The goal of this guide is to give you a fairly comprehensive knowledge of what futures are, how they work, and how to trade them. If you already understand trading and are comfortable with identifying trends and patterns you should have no issues taking this material and applying it directly to your trading strategies. If you are new to trading then you will need to continue your education after this guide before trading futures. There are additional resource links towards the end of the guide to help further your education.
In This Guide:
A future is a contract between a buyer and seller where the buyer agrees purchase an item for a set price, at an agreed upon date in the future, from the seller. Futures were originally instituted to lock in pricing in order to take out the uncertainty for the buyer and seller regarding what the price will be on a given date. By using futures, buyers are able to lock in their cost for goods, and sellers are able to know exactly what they will be able to make when selling their product. This takes the volatility of the open market out of their transaction.

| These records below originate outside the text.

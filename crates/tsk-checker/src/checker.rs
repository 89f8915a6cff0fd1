//! Program construction pass.
//!
//! Binds every file, then walks each tree once. The walk keeps a stack of
//! block and parameter scopes so callee names resolve the way they would at
//! runtime (inner declarations shadow imports). Every call expression gets
//! its signature recorded; every call type argument and variable/parameter
//! annotation gets its semantic type recorded.
//!
//! Interfaces and aliases are instantiated lazily: the `TypeId` is interned
//! first and marked in-progress, so self-referencing declarations terminate.
//!
//! Type names resolve lexically. Function type parameters and types declared
//! in blocks form a chain of `TypeScope`s; a local interface or alias keeps
//! the scope it was declared in, so its members resolve there no matter
//! where it is referenced from.

use crate::binder::{self, FileScope, Scope, TypeSymbol, ValueSymbol};
use crate::declarations::{DeclId, DeclarationInfo, DeclarationKind, ResolvedSignature};
use crate::interner::TypeInterner;
use crate::module_lookup;
use crate::program::{CheckerOptions, FileTables};
use crate::types::{
    FunctionShape, LiteralValue, ObjectShape, ParamInfo, PropertySymbol, TypeData, TypeId,
};
use indexmap::IndexMap;
use rustc_hash::{FxHashMap, FxHashSet};
use smallvec::SmallVec;
use std::path::PathBuf;
use tracing::{debug, debug_span, trace, warn};
use tsk_ast::syntax_kind_ext::*;
use tsk_ast::{NodeAccess, NodeArena, NodeIndex, NodeList, SourceFile, SyntaxKind, node_flags};
use tsk_common::limits::{MAX_HERITAGE_DEPTH, MAX_TYPE_RESOLUTION_DEPTH};
use tsk_common::stack::ensure_sufficient_stack;

/// Index into `CheckerState::type_scopes`.
type ScopeId = usize;

/// Context a type node is resolved in: bound type parameters plus the
/// innermost lexical scope around it (`None` is file level).
#[derive(Clone, Debug, Default)]
struct TypeEnv {
    bindings: FxHashMap<String, TypeId>,
    scope: Option<ScopeId>,
}
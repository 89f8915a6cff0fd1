//! Structural child visitor.
//!
//! `visit_each_child` hands every direct child of a node to a visitor and
//! rebuilds the parent only when something changed:
//!
//! - visitor returns `Some(same index)` for every child: the parent index is
//!   returned untouched (no allocation)
//! - visitor returns a different index: a new parent with the same kind,
//!   flags and range is appended, pointing at the new children
//! - visitor returns `None`: the child is erased; it is dropped from a list,
//!   or leaves `NodeIndex::NONE` in a single slot
//!
//! Nothing already in the arena is modified, so the original tree stays
//! intact next to the rebuilt one.

use crate::base::{NodeIndex, NodeList};
use crate::node::*;
use crate::syntax_kind_ext::*;

fn visit_node<F>(arena: &mut NodeArena, child: NodeIndex, visitor: &mut F) -> NodeIndex
where
    F: FnMut(&mut NodeArena, NodeIndex) -> Option<NodeIndex>,
{
    if child.is_none() {
        return child;
    }
    visitor(arena, child).unwrap_or(NodeIndex::NONE)
}

fn visit_nodes<F>(arena: &mut NodeArena, list: &NodeList, visitor: &mut F) -> NodeList
where
    F: FnMut(&mut NodeArena, NodeIndex) -> Option<NodeIndex>,
{
    list.iter().filter_map(|child| visitor(arena, child)).collect()
}

fn visit_opt_nodes<F>(
    arena: &mut NodeArena,
    list: &Option<NodeList>,
    visitor: &mut F,
) -> Option<NodeList>
where
    F: FnMut(&mut NodeArena, NodeIndex) -> Option<NodeIndex>,
{
    list.as_ref().map(|list| visit_nodes(arena, list, visitor))
}

/// Keep `$index` when the payload is unchanged, otherwise append a rebuilt node.
macro_rules! commit {
    ($arena:ident, $index:ident, $node:ident, $pool:ident, $old:ident, $new:ident) => {{
        if $new == $old {
            $index
        } else {
            let data_index = $arena.$pool.len() as u32;
            $arena.$pool.push($new);
            $arena.push_rebuilt($node, data_index)
        }
    }};
}

/// Visit the direct children of `index`, returning the (possibly new) node.
pub fn visit_each_child<F>(arena: &mut NodeArena, index: NodeIndex, visitor: &mut F) -> NodeIndex
where
    F: FnMut(&mut NodeArena, NodeIndex) -> Option<NodeIndex>,
{
    let Some(node) = arena.get(index).copied() else {
        return index;
    };

    match node.kind {
        CALL_EXPRESSION => {
            let Some(old) = arena.get_call_expr(&node).cloned() else {
                return index;
            };
            let new = CallExprData {
                expression: visit_node(arena, old.expression, visitor),
                type_arguments: visit_opt_nodes(arena, &old.type_arguments, visitor),
                arguments: visit_nodes(arena, &old.arguments, visitor),
            };
            commit!(arena, index, node, call_exprs, old, new)
        }
        PROPERTY_ACCESS_EXPRESSION => {
            let Some(old) = arena.get_access_expr(&node).cloned() else {
                return index;
            };
            let new = AccessExprData {
                expression: visit_node(arena, old.expression, visitor),
                name: visit_node(arena, old.name, visitor),
            };
            commit!(arena, index, node, access_exprs, old, new)
        }
        ARRAY_LITERAL_EXPRESSION | OBJECT_LITERAL_EXPRESSION => {
            let Some(old) = arena.get_literal_expr(&node).cloned() else {
                return index;
            };
            let new = LiteralExprData {
                elements: visit_nodes(arena, &old.elements, visitor),
            };
            commit!(arena, index, node, literal_exprs, old, new)
        }
        PROPERTY_ASSIGNMENT | SHORTHAND_PROPERTY_ASSIGNMENT => {
            let Some(old) = arena.get_property_assignment(&node).cloned() else {
                return index;
            };
            let new = PropertyAssignmentData {
                name: visit_node(arena, old.name, visitor),
                initializer: visit_node(arena, old.initializer, visitor),
            };
            commit!(arena, index, node, property_assignments, old, new)
        }
        PARENTHESIZED_EXPRESSION => {
            let Some(old) = arena.get_parenthesized(&node).cloned() else {
                return index;
            };
            let new = ParenthesizedData {
                expression: visit_node(arena, old.expression, visitor),
            };
            commit!(arena, index, node, parenthesized, old, new)
        }
        BINARY_EXPRESSION => {
            let Some(old) = arena.get_binary_expr(&node).cloned() else {
                return index;
            };
            let new = BinaryExprData {
                left: visit_node(arena, old.left, visitor),
                operator_token: old.operator_token,
                right: visit_node(arena, old.right, visitor),
            };
            commit!(arena, index, node, binary_exprs, old, new)
        }
        FUNCTION_DECLARATION | ARROW_FUNCTION => {
            let Some(old) = arena.get_function(&node).cloned() else {
                return index;
            };
            let new = FunctionData {
                name: visit_node(arena, old.name, visitor),
                type_parameters: visit_opt_nodes(arena, &old.type_parameters, visitor),
                parameters: visit_nodes(arena, &old.parameters, visitor),
                type_annotation: visit_node(arena, old.type_annotation, visitor),
                body: visit_node(arena, old.body, visitor),
            };
            commit!(arena, index, node, functions, old, new)
        }
        PARAMETER => {
            let Some(old) = arena.get_parameter(&node).cloned() else {
                return index;
            };
            let new = ParameterData {
                name: visit_node(arena, old.name, visitor),
                type_annotation: visit_node(arena, old.type_annotation, visitor),
                initializer: visit_node(arena, old.initializer, visitor),
            };
            commit!(arena, index, node, parameters, old, new)
        }
        TYPE_PARAMETER => {
            let Some(old) = arena.get_type_parameter(&node).cloned() else {
                return index;
            };
            let new = TypeParameterData {
                name: visit_node(arena, old.name, visitor),
                constraint: visit_node(arena, old.constraint, visitor),
                default: visit_node(arena, old.default, visitor),
            };
            commit!(arena, index, node, type_parameters, old, new)
        }
        BLOCK => {
            let Some(old) = arena.get_block(&node).cloned() else {
                return index;
            };
            let new = BlockData {
                statements: visit_nodes(arena, &old.statements, visitor),
            };
            commit!(arena, index, node, blocks, old, new)
        }
        EXPRESSION_STATEMENT | RETURN_STATEMENT => {
            let Some(old) = arena.get_expr_statement(&node).cloned() else {
                return index;
            };
            let new = ExprStatementData {
                expression: visit_node(arena, old.expression, visitor),
            };
            commit!(arena, index, node, expr_statements, old, new)
        }
        IF_STATEMENT => {
            let Some(old) = arena.get_if_statement(&node).cloned() else {
                return index;
            };
            let new = IfStatementData {
                expression: visit_node(arena, old.expression, visitor),
                then_statement: visit_node(arena, old.then_statement, visitor),
                else_statement: visit_node(arena, old.else_statement, visitor),
            };
            commit!(arena, index, node, if_statements, old, new)
        }
        VARIABLE_STATEMENT => {
            let Some(old) = arena.get_variable(&node).cloned() else {
                return index;
            };
            let new = VariableData {
                declarations: visit_nodes(arena, &old.declarations, visitor),
            };
            commit!(arena, index, node, variables, old, new)
        }
        VARIABLE_DECLARATION => {
            let Some(old) = arena.get_variable_declaration(&node).cloned() else {
                return index;
            };
            let new = VariableDeclarationData {
                name: visit_node(arena, old.name, visitor),
                type_annotation: visit_node(arena, old.type_annotation, visitor),
                initializer: visit_node(arena, old.initializer, visitor),
            };
            commit!(arena, index, node, variable_declarations, old, new)
        }
        IMPORT_DECLARATION => {
            let Some(old) = arena.get_import_decl(&node).cloned() else {
                return index;
            };
            let new = ImportDeclData {
                import_clause: visit_node(arena, old.import_clause, visitor),
                module_specifier: visit_node(arena, old.module_specifier, visitor),
            };
            commit!(arena, index, node, imports, old, new)
        }
        IMPORT_CLAUSE => {
            let Some(old) = arena.get_import_clause(&node).cloned() else {
                return index;
            };
            let new = ImportClauseData {
                name: visit_node(arena, old.name, visitor),
                named_bindings: visit_node(arena, old.named_bindings, visitor),
            };
            commit!(arena, index, node, import_clauses, old, new)
        }
        NAMED_IMPORTS | NAMESPACE_IMPORT => {
            let Some(old) = arena.get_named_imports(&node).cloned() else {
                return index;
            };
            let new = NamedImportsData {
                name: visit_node(arena, old.name, visitor),
                elements: visit_nodes(arena, &old.elements, visitor),
            };
            commit!(arena, index, node, named_imports, old, new)
        }
        IMPORT_SPECIFIER => {
            let Some(old) = arena.get_specifier(&node).cloned() else {
                return index;
            };
            let new = SpecifierData {
                property_name: visit_node(arena, old.property_name, visitor),
                name: visit_node(arena, old.name, visitor),
            };
            commit!(arena, index, node, specifiers, old, new)
        }
        TYPE_REFERENCE => {
            let Some(old) = arena.get_type_ref(&node).cloned() else {
                return index;
            };
            let new = TypeRefData {
                type_name: visit_node(arena, old.type_name, visitor),
                type_arguments: visit_opt_nodes(arena, &old.type_arguments, visitor),
            };
            commit!(arena, index, node, type_refs, old, new)
        }
        UNION_TYPE => {
            let Some(old) = arena.get_composite_type(&node).cloned() else {
                return index;
            };
            let new = CompositeTypeData {
                types: visit_nodes(arena, &old.types, visitor),
            };
            commit!(arena, index, node, composite_types, old, new)
        }
        ARRAY_TYPE => {
            let Some(old) = arena.get_array_type(&node).cloned() else {
                return index;
            };
            let new = ArrayTypeData {
                element_type: visit_node(arena, old.element_type, visitor),
            };
            commit!(arena, index, node, array_types, old, new)
        }
        LITERAL_TYPE => {
            let Some(old) = arena.get_literal_type(&node).cloned() else {
                return index;
            };
            let new = LiteralTypeData {
                literal: visit_node(arena, old.literal, visitor),
            };
            commit!(arena, index, node, literal_types, old, new)
        }
        TYPE_LITERAL => {
            let Some(old) = arena.get_type_literal(&node).cloned() else {
                return index;
            };
            let new = TypeLiteralData {
                members: visit_nodes(arena, &old.members, visitor),
            };
            commit!(arena, index, node, type_literals, old, new)
        }
        PROPERTY_SIGNATURE | METHOD_SIGNATURE => {
            let Some(old) = arena.get_signature(&node).cloned() else {
                return index;
            };
            let new = SignatureData {
                name: visit_node(arena, old.name, visitor),
                type_parameters: visit_opt_nodes(arena, &old.type_parameters, visitor),
                parameters: visit_opt_nodes(arena, &old.parameters, visitor),
                type_annotation: visit_node(arena, old.type_annotation, visitor),
            };
            commit!(arena, index, node, signatures, old, new)
        }
        INDEX_SIGNATURE => {
            let Some(old) = arena.get_index_signature(&node).cloned() else {
                return index;
            };
            let new = IndexSignatureData {
                parameters: visit_nodes(arena, &old.parameters, visitor),
                type_annotation: visit_node(arena, old.type_annotation, visitor),
            };
            commit!(arena, index, node, index_signatures, old, new)
        }
        MAPPED_TYPE => {
            let Some(old) = arena.get_mapped_type(&node).cloned() else {
                return index;
            };
            let new = MappedTypeData {
                type_parameter: visit_node(arena, old.type_parameter, visitor),
                template_type: visit_node(arena, old.template_type, visitor),
            };
            commit!(arena, index, node, mapped_types, old, new)
        }
        FUNCTION_TYPE => {
            let Some(old) = arena.get_function_type(&node).cloned() else {
                return index;
            };
            let new = FunctionTypeData {
                type_parameters: visit_opt_nodes(arena, &old.type_parameters, visitor),
                parameters: visit_nodes(arena, &old.parameters, visitor),
                type_annotation: visit_node(arena, old.type_annotation, visitor),
            };
            commit!(arena, index, node, function_types, old, new)
        }
        INTERFACE_DECLARATION => {
            let Some(old) = arena.get_interface(&node).cloned() else {
                return index;
            };
            let new = InterfaceData {
                name: visit_node(arena, old.name, visitor),
                type_parameters: visit_opt_nodes(arena, &old.type_parameters, visitor),
                heritage: visit_opt_nodes(arena, &old.heritage, visitor),
                members: visit_nodes(arena, &old.members, visitor),
            };
            commit!(arena, index, node, interfaces, old, new)
        }
        TYPE_ALIAS_DECLARATION => {
            let Some(old) = arena.get_type_alias(&node).cloned() else {
                return index;
            };
            let new = TypeAliasData {
                name: visit_node(arena, old.name, visitor),
                type_parameters: visit_opt_nodes(arena, &old.type_parameters, visitor),
                type_node: visit_node(arena, old.type_node, visitor),
            };
            commit!(arena, index, node, type_aliases, old, new)
        }
        SOURCE_FILE => {
            let Some(old) = arena.get_source_file(&node).cloned() else {
                return index;
            };
            let new = SourceFileData {
                file_name: old.file_name.clone(),
                statements: visit_nodes(arena, &old.statements, visitor),
            };
            commit!(arena, index, node, source_files, old, new)
        }
        // Identifiers, literals and keyword tokens have no children.
        _ => index,
    }
}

A future works by setting the price of an item. The best way to illustrate this is with an example. Let’s say for instance you are a candy bar maker and your most popular product has peanuts as the primary ingredient. Now, the price of peanuts can fluctuate a lot from week to week based on current supply and demand, taking into account weather and other global influences. These large swings in price make it almost impossible to predict what the cost of making your candy bar is going to be 6 months from now. The same is true for the peanut farmer, he is currently planning his crop with the hopes that he will be able to make a profit come harvest time. He just hopes that the price of peanuts stays above what his costs are to grow and harvest them.
At this point there are two individuals, you (the candy bar maker), and the farmer, that have a problem they wish to solve. That problem is uncertainty of price. It is at this point that you would consider entering into a futures contract with the farmer. You and the farmer would sit down and agree on a fair price to be paid for peanuts and set a delivery date. You would then sign a contract stating that on the delivery date you will take delivery of the agreed upon amount of peanuts for the agreed upon price. This contract now takes all uncertainty out of the price of the peanuts. You know exactly what your costs will be to produce your candy bar and the farmer knows exactly what he will make on his crop. It’s truly a win-win!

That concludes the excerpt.